Rodo a torneira e deixo que a água caia quente sobre os meus ombros. Fecho os olhos e deixo-me cair num transe relaxante.

Abres a porta e entras sorrateiramente sem fazer qualquer barulho. A graciosidade com que te moves esconde um porte felino e delgado. Aguardas encostada ao frio azulejo, enquanto me admiras por entre pequenas espirais de fumo quente.

Rodo novamente a torneira e abro os olhos. Sacudo a cabeça e desperto do entorpecimento que o calor me induziu no corpo. Vejo um vulto de formas curvilíneas atrás do vidro. Sorrio.

Abro a porta e vejo-te a morder o lábio. O teu olhar percorre as gotas de água que escorrem pela minha pele. Ajoelhas-te.

Agarro-te pelo cabelo num aperto forte e encaminho-te.


Fox

sexta-feira, 10 de fevereiro de 2017

Sex VII



Chegas junto a mim, descalça e sem provocar um único ruído. Colocas-te de perfil e puxas a lingerie. Mostras com orgulho a marca que tens. Mais uma.

A marca é pequena mas adoras quando a mostras. Não pelo que é mas pelo que representa.

Agarro-te pela lingerie e puxo-a com um movimento. Empurro-te contra a parede e encosto-me a ti. Respiro sobre o teu pescoço enquanto sorvo o teu cheiro.

Afasto-te as pernas. Arrepias-te.


Fox

quarta-feira, 25 de janeiro de 2017

Sex VI



Moves-te até à cadeira com a graciosidade de um felino. Debruças-te sobre o seu espaldar e aguardas que repare em ti. Olhas por cima do ombro e trincas o lábio. O teu olhar cerra-se sobre mim.

Encostado à porta, sorrio aquele sorriso. Aquele que te dispara um arrepio que te percorre a espinha e eriça a pele.

Mostras-me a língua com que lambes os lábios. Cada fibra do teu corpo clama por mim. Mesmo antes de te tocar, já a tua mente divaga com a sensação de calor que esse momento te provoca.

Aproximo-me de ti com a calma de quem controla o tempo. Trinco-te o lábio sem qualquer pudor. Ergo a mão e deixo-a cair pesada sobre a tua nádega. Tremes.


Fox

sábado, 7 de janeiro de 2017

Sex V



De corpos colados, recuperamos o fôlego que perdemos. A inspiração é acelerada e o suor escorregadio. O aroma é nauseabundo e o sabor adocicado.
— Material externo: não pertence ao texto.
//! Port traits between the liveness core and its collaborators.

use std::sync::Arc;

use anyhow::Result;
use async_trait::async_trait;

use stevedore_domain::{CoordinationEvent, MonitoringEvent, Readiness};

/// Callback invoked once per coordination event, possibly from the
/// coordination client's own notification threads.
pub type EventHandler = Arc<dyn Fn(CoordinationEvent) + Send + Sync>;

#[async_trait]
pub trait CoordinationPort: Send + Sync {
    /// Register `handler` for events under `path`. Events for one path reach
    /// the handler in the order the client observed them.
    fn subscribe(&self, path: &str, handler: EventHandler) -> Result<()>;

    /// Start the underlying watch. Failures surface to the caller unchanged.
    async fn start(&self) -> Result<()>;
}

#[async_trait]
pub trait MonitoringSink: Send + Sync {
    async fn send(&self, event: MonitoringEvent) -> Result<()>;
}

pub trait ReadinessPort: Send + Sync {
    fn is_healthy(&self) -> Readiness;
}

#[derive(Clone)]
pub struct PortSet {
    pub coordination: Arc<dyn CoordinationPort>,
    pub sink: Arc<dyn MonitoringSink>,
}

impl PortSet {
    pub fn new(coordination: Arc<dyn CoordinationPort>, sink: Arc<dyn MonitoringSink>) -> Self {
        Self { coordination, sink }
    }

    pub fn empty() -> Self {
        Self {
            coordination: Arc::new(NullCoordinationPort),
            sink: Arc::new(NullMonitoringSink),
        }
    }
}

#[derive(Clone, Default)]
struct NullCoordinationPort;

#[async_trait]
impl CoordinationPort for NullCoordinationPort {
    fn subscribe(&self, _path: &str, _handler: EventHandler) -> Result<()> {
        Ok(())
    }

    async fn start(&self) -> Result<()> {
        Ok(())
    }
}

#[derive(Clone, Copy, Default)]
pub struct NullMonitoringSink;

#[async_trait]
impl MonitoringSink for NullMonitoringSink {
    async fn send(&self, _event: MonitoringEvent) -> Result<()> {
        Ok(())
    }
}
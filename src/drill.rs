//! Line commands that drive an in-process coordination client during
//! alerting drills.

use std::str::FromStr;

use anyhow::{Error, Result, bail};

use stevedore_adapter_coordination::InMemoryCoordinationClient;

#[derive(Debug, Clone, PartialEq, Eq)]
pub enum DrillCommand {
    Added { name: String, data: String },
    Updated { name: String, data: String },
    Removed { name: String },
    Suspended,
    Lost,
    Reconnected,
}

impl DrillCommand {
    /// Parse one input line. Blank lines and `#` comments yield `None`.
    pub fn parse_line(line: &str) -> Result<Option<Self>> {
        let line = line.trim();
        if line.is_empty() || line.starts_with('#') {
            return Ok(None);
        }
        line.parse().map(Some)
    }

    /// Apply the command to children of `parent`.
    pub fn apply(&self, client: &InMemoryCoordinationClient, parent: &str) -> Result<()> {
        match self {
            Self::Added { name, data } => client.create_child(parent, name, data.as_bytes()),
            Self::Updated { name, data } => client.update_child(parent, name, data.as_bytes()),
            Self::Removed { name } => client.remove_child(parent, name),
            Self::Suspended => {
                client.suspend_connection();
                Ok(())
            }
            Self::Lost => {
                client.lose_connection();
                Ok(())
            }
            Self::Reconnected => {
                client.reconnect();
                Ok(())
            }
        }
    }
}

impl FromStr for DrillCommand {
    type Err = Error;

    fn from_str(line: &str) -> Result<Self> {
        let mut parts = line.split_whitespace();
        let Some(verb) = parts.next() else {
            bail!("empty drill command");
        };
        let name = parts.next().map(str::to_string);
        let data = parts.collect::<Vec<_>>().join(" ");

        let command = match (verb.to_ascii_lowercase().as_str(), name) {
            ("added", Some(name)) => Self::Added { name, data },
            ("updated", Some(name)) => Self::Updated { name, data },
            ("removed", Some(name)) => Self::Removed { name },
            ("added" | "updated" | "removed", None) => {
                bail!("`{verb}` needs a child name")
            }
            ("suspended", None) => Self::Suspended,
            ("lost", None) => Self::Lost,
            ("reconnected", None) => Self::Reconnected,
            ("suspended" | "lost" | "reconnected", Some(_)) => {
                bail!("`{verb}` takes no arguments")
            }
            _ => bail!("unknown drill command {verb:?}"),
        };
        Ok(command)
    }
}
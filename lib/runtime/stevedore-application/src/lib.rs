//! Coordination liveness core: state machine, periodic reporter, readiness
//! probe and the managed lifecycle that ties them to a coordination watch.

pub mod monitor;
pub mod readiness;
pub mod reporter;
pub mod state_machine;

pub use monitor::LivenessMonitor;
pub use readiness::ReadinessProbe;
pub use reporter::HealthReporter;
pub use state_machine::LivenessStateMachine;

#[cfg(test)]
mod test_support;
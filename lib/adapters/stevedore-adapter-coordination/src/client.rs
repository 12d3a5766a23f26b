//! Contract of a coordination-service client that caches a path's children
//! and reports changes plus session state to registered listeners.

use anyhow::Result;
use async_trait::async_trait;

use stevedore_domain::CoordinationEvent;

#[derive(Debug, Clone, Copy, PartialEq, Eq, Hash)]
pub enum ChildEventKind {
    Initialized,
    ChildAdded,
    ChildUpdated,
    ChildRemoved,
    ConnectionSuspended,
    ConnectionReconnected,
    ConnectionLost,
}

impl From<ChildEventKind> for CoordinationEvent {
    fn from(kind: ChildEventKind) -> Self {
        match kind {
            ChildEventKind::Initialized => CoordinationEvent::Initialized,
            ChildEventKind::ChildAdded => CoordinationEvent::ChildAdded,
            ChildEventKind::ChildUpdated => CoordinationEvent::ChildUpdated,
            ChildEventKind::ChildRemoved => CoordinationEvent::ChildRemoved,
            ChildEventKind::ConnectionSuspended => CoordinationEvent::ConnectionSuspended,
            ChildEventKind::ConnectionReconnected => CoordinationEvent::ConnectionReconnected,
            ChildEventKind::ConnectionLost => CoordinationEvent::ConnectionLost,
        }
    }
}

#[derive(Debug, Clone, PartialEq, Eq)]
pub struct ChildData {
    /// Full node path, `<parent>/<name>`.
    pub path: String,
    pub data: Vec<u8>,
}

/// Native notification. `child` is set for child events, `initial` holds the
/// cached children for `Initialized`.
#[derive(Debug, Clone, PartialEq, Eq)]
pub struct ChildEvent {
    pub kind: ChildEventKind,
    pub child: Option<ChildData>,
    pub initial: Vec<ChildData>,
}

impl ChildEvent {
    pub fn connection(kind: ChildEventKind) -> Self {
        Self {
            kind,
            child: None,
            initial: Vec::new(),
        }
    }

    pub fn child(kind: ChildEventKind, child: ChildData) -> Self {
        Self {
            kind,
            child: Some(child),
            initial: Vec::new(),
        }
    }

    pub fn initialized(initial: Vec<ChildData>) -> Self {
        Self {
            kind: ChildEventKind::Initialized,
            child: None,
            initial,
        }
    }
}

pub type ChildListener = Box<dyn Fn(&ChildEvent) + Send + Sync>;

#[async_trait]
pub trait ChildWatchClient: Send + Sync {
    /// Register a listener for children of `path`. Listeners may be invoked
    /// from the client's own threads.
    fn watch_children(&self, path: &str, listener: ChildListener) -> Result<()>;

    /// Build the child caches and begin delivering events.
    async fn start(&self) -> Result<()>;
}
use dk_api::latest::DynaKube;
use tracing::*;

use crate::dynakube::DynaKubeExt;
use crate::errors::*;
use crate::prelude::*;

const KUBE_NAMESPACE_PREFIX: &str = "kube-";
const OPENSHIFT_NAMESPACE_PREFIX: &str = "openshift";

err_impl! {NamespaceMapperError,
    #[error("namespace {0} is selected by more than one DynaKube")]
    ConflictingDynakubes(String),
}

#[derive(Clone, Copy, Debug, Eq, PartialEq)]
pub enum InjectionCapability {
    OneAgent,
    Enrichment,
}

impl InjectionCapability {
    pub const ALL: [InjectionCapability; 2] = [InjectionCapability::OneAgent, InjectionCapability::Enrichment];
}

// The operator's own namespace and the platform namespaces are never injected into
pub fn is_namespace_ignored(namespace: &str, operator_namespace: &str) -> bool {
    namespace == operator_namespace
        || namespace.starts_with(KUBE_NAMESPACE_PREFIX)
        || namespace.starts_with(OPENSHIFT_NAMESPACE_PREFIX)
}

// An unset selector selects every namespace
pub fn selects(dk: &DynaKube, ns: &corev1::Namespace, capability: InjectionCapability) -> anyhow::Result<bool> {
    let selector = match capability {
        InjectionCapability::OneAgent if dk.is_app_injection_needed() => dk.one_agent_namespace_selector(),
        InjectionCapability::Enrichment if dk.metadata_enrichment_enabled() => dk.metadata_enrichment_namespace_selector(),
        _ => return Ok(false),
    };

    match selector {
        Some(sel) => ns.matches(sel),
        None => Ok(true),
    }
}

fn selects_any(dk: &DynaKube, ns: &corev1::Namespace) -> anyhow::Result<bool> {
    for cap in InjectionCapability::ALL {
        if selects(dk, ns, cap)? {
            return Ok(true);
        }
    }
    Ok(false)
}

// Finds the DynaKube responsible for a namespace.  A namespace belongs to at most one DynaKube,
// whatever capabilities each of them would inject, so two claimants are a conflict.
#[instrument(skip_all, fields(namespace = ns.name_any()))]
pub fn find_dynakube_for_namespace<'a>(
    ns: &corev1::Namespace,
    dks: &'a [DynaKube],
) -> anyhow::Result<Option<&'a DynaKube>> {
    let mut found: Option<&DynaKube> = None;
    for dk in dks {
        if !selects_any(dk, ns)? {
            continue;
        }
        if let Some(other) = found {
            warn!("namespace selected by both {} and {}", other.name_any(), dk.name_any());
            bail!(NamespaceMapperError::conflicting_dynakubes(&ns.name_any()));
        }
        found = Some(dk);
    }
    Ok(found)
}

// Names of the other DynaKubes that would also claim one of `namespaces`
pub fn find_conflicting_dynakubes(
    dk: &DynaKube,
    others: &[DynaKube],
    namespaces: &[corev1::Namespace],
) -> anyhow::Result<Vec<String>> {
    let mut claimed = vec![];
    for ns in namespaces {
        if selects_any(dk, ns)? {
            claimed.push(ns);
        }
    }

    let mut conflicts = vec![];
    for other in others.iter().filter(|o| o.name_any() != dk.name_any()) {
        for ns in &claimed {
            if selects_any(other, ns)? {
                conflicts.push(other.name_any());
                break;
            }
        }
    }
    Ok(conflicts)
}

#[cfg(test)]
mod tests;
Não existiam regras. Não existia limite.

Apenas um embate mortífero entre os animais que somos mas mantemos aprisionados. 

Eu libertei-te e tu libertaste-me.  


Fox

quarta-feira, 28 de dezembro de 2016

Sex IV



A sedução é negra. E mais negros somos nós.

Na claridade de um dia radioso, a luz trespassa o vidro e enche o quarto com vida. Sentas-te na cadeira, de perna cruzada e aguardas pacientemente que eu acorde.

A paciência é a arma dos determinados e a sua recompensa é sorvida com relegado deleite.

À primeira contração da pupila, descruzas  as pernas e permaneces segura e determinada. Queres pedir sem pedir aquilo que já pediste.

Levanto-me, nu e decidido. Não fui eu quem acordou, foi ele. Agarro-te o pescoço com a determinação violenta que me despertas com um olhar. Beijo-te uns lábios quentes e suculentos. Ajoelho-me.

A sedução é negra. E mais negros somos nós.


Fox

quinta-feira, 8 de dezembro de 2016

Sex III



Deitas-te na cama e cerras os olhos.

A escuridão abraça-te e o silêncio sussurra-te ao ouvido.
O teu corpo aquece e a tua mente viaja.

Recordas o toque que te percorria o corpo com a suavidade de uma pena, mesmo antes de te agarrar com a convicção de quem te quer magoar. 

Aquele controlo perfeito que te levava à loucura antes de enlouqueceres. 

Aquele arranhar que te deixava a pele dolorosa e a alma excitada. 

Aquela possessão que te possuía para que te possuísse.


Fox

sexta-feira, 25 de novembro de 2016

Sex II


Sinto falta.

De te encurralar contra a parede. 

De te olhar profundamente nos olhos com o fogo que me consome. 

De te fazer tremer com a minha presença.

De te deixar húmida com o peso da minha respiração.

De te agarrar pelo cabelo com determinação.

Sentes falta.


Fox

quinta-feira, 10 de novembro de 2016

Sex



O tocar, o arranhar, o marcar... 

Sinto falta daquelas sensações incontroláveis que me explodem no interior, libertando uma fúria possessiva quando sinto o cheiro da pele.

Leva-me nesse caminho escuro e pegajoso que me solta o animal que enclausuro dentro de mim. 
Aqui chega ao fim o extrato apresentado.